DKI Jakarta

Bertukar Bahasa

Kiri ke kanan: Maina, Nuril, Aboy, Angga, Ageung, Maldi dan Qomar

Kiri ke kanan: Maina, Nuril, Aboy, Angga, Ageung, Maldi dan Qomar

Sekitar pukul dua siang, tanggal 5 Februari 2012, kami para peserta sampai di Forum Lenteng setelah melakukan Pelatihan Pemantauan Media di Cisarua, Bogor. Ada 10 orang peserta dari berbagai daerah yang mengikuti pelatihan ini, di antaranya Maina dari Aceh, Aboy dari Lebak – Banten, Qomar dari Jember, Juve dari Surabaya, Maldi dari Lombok, Rinal dari Ciputat, Domi dari Yogyakarta, Lulus dari Jakarta, Zikri dari Depok, dan saya dari Padangpanjang. Untuk melepas lelah dari perjalanan, kami bersantai di beranda perpustakaan Forum Lenteng. Cerita seputar Pelatihan Pemantauan Media menjadi bahasan utama kami, bagaimana kegiatan pelatihan pemantauan media berjalan selama 4 hari itu.

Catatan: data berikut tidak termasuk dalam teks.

//! Staffing and production optimizer for corporation simulations.
//!
//! Given an immutable snapshot of a division's office, upgrades and
//! research, finds the job split that maximizes profit, production or
//! development progress:
//!
//! - **Formulas**: closed-form economics of production, sales, pricing,
//!   upgrade costs and boost-material stock.
//! - **Top-K**: fixed-capacity selection under a pluggable total order.
//! - **Recovery**: Levenberg–Marquardt fit of hidden employee stats from
//!   observed output.
//! - **Scoring**: one staffing layout in, one scored candidate (or
//!   nothing, when the market cannot absorb the output) out.
//! - **Grid**: exhaustive enumeration of operations × engineer ×
//!   management with business as the remainder.
//! - **Refine**: the grid pass split across workers, merged, and narrowed
//!   around the best layout until it runs at step 1.
//!
//! # Quick start
//!
//! ```
//! use corp_optim::grid::StaffingConstraints;
//! use corp_optim::model::{Item, MaterialListing, ProductionSnapshot};
//! use corp_optim::optimize_staffing;
//! use corp_optim::topk::SortStrategy;
//!
//! let item = Item::Material(MaterialListing {
//!     quality: 50.0,
//!     base_markup: 0.05,
//!     market_price: 1_500.0,
//!     demand: 80.0,
//!     competition: 30.0,
//! });
//! let best = optimize_staffing(
//!     &ProductionSnapshot::default(),
//!     &StaffingConstraints::new(15, 0),
//!     &item,
//!     SortStrategy::Profit,
//!     3,
//! )
//! .unwrap();
//! assert!(best.iter().all(|c| c.assignment.total() == 15));
//! ```
//!
//! # Features
//!
//! - `parallel` (default): rayon worker pool.
//! - `serde`: serialization of the data model, configs and results.
//! - `wasm`: `optimizeStaffing` / `recoverEmployeeTraits` JS exports.

pub mod error;
pub mod formulas;
pub mod grid;
pub mod model;
pub mod recovery;
pub mod refine;
pub mod scoring;
pub mod topk;

#[cfg(feature = "wasm")]
pub mod wasm;

pub use error::{OptimizerError, WorkerError};
pub use refine::optimize_staffing;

Cukup lama kami berbincang, sampai akhirnya Ageung mengusulkan untuk jalan-jalan ke Kota Tua. Saya, Maina, Aboy, Qomar dan Maldi sepakat untuk ikut. Maina mengajak adiknya, Nuril yang tinggal di Depok untuk ikut. Juve tidak bisa ikut karena sedang tidak enak badan, Domi tidak tahu sedang di mana dan Rinal telah pulang ke Ciputat.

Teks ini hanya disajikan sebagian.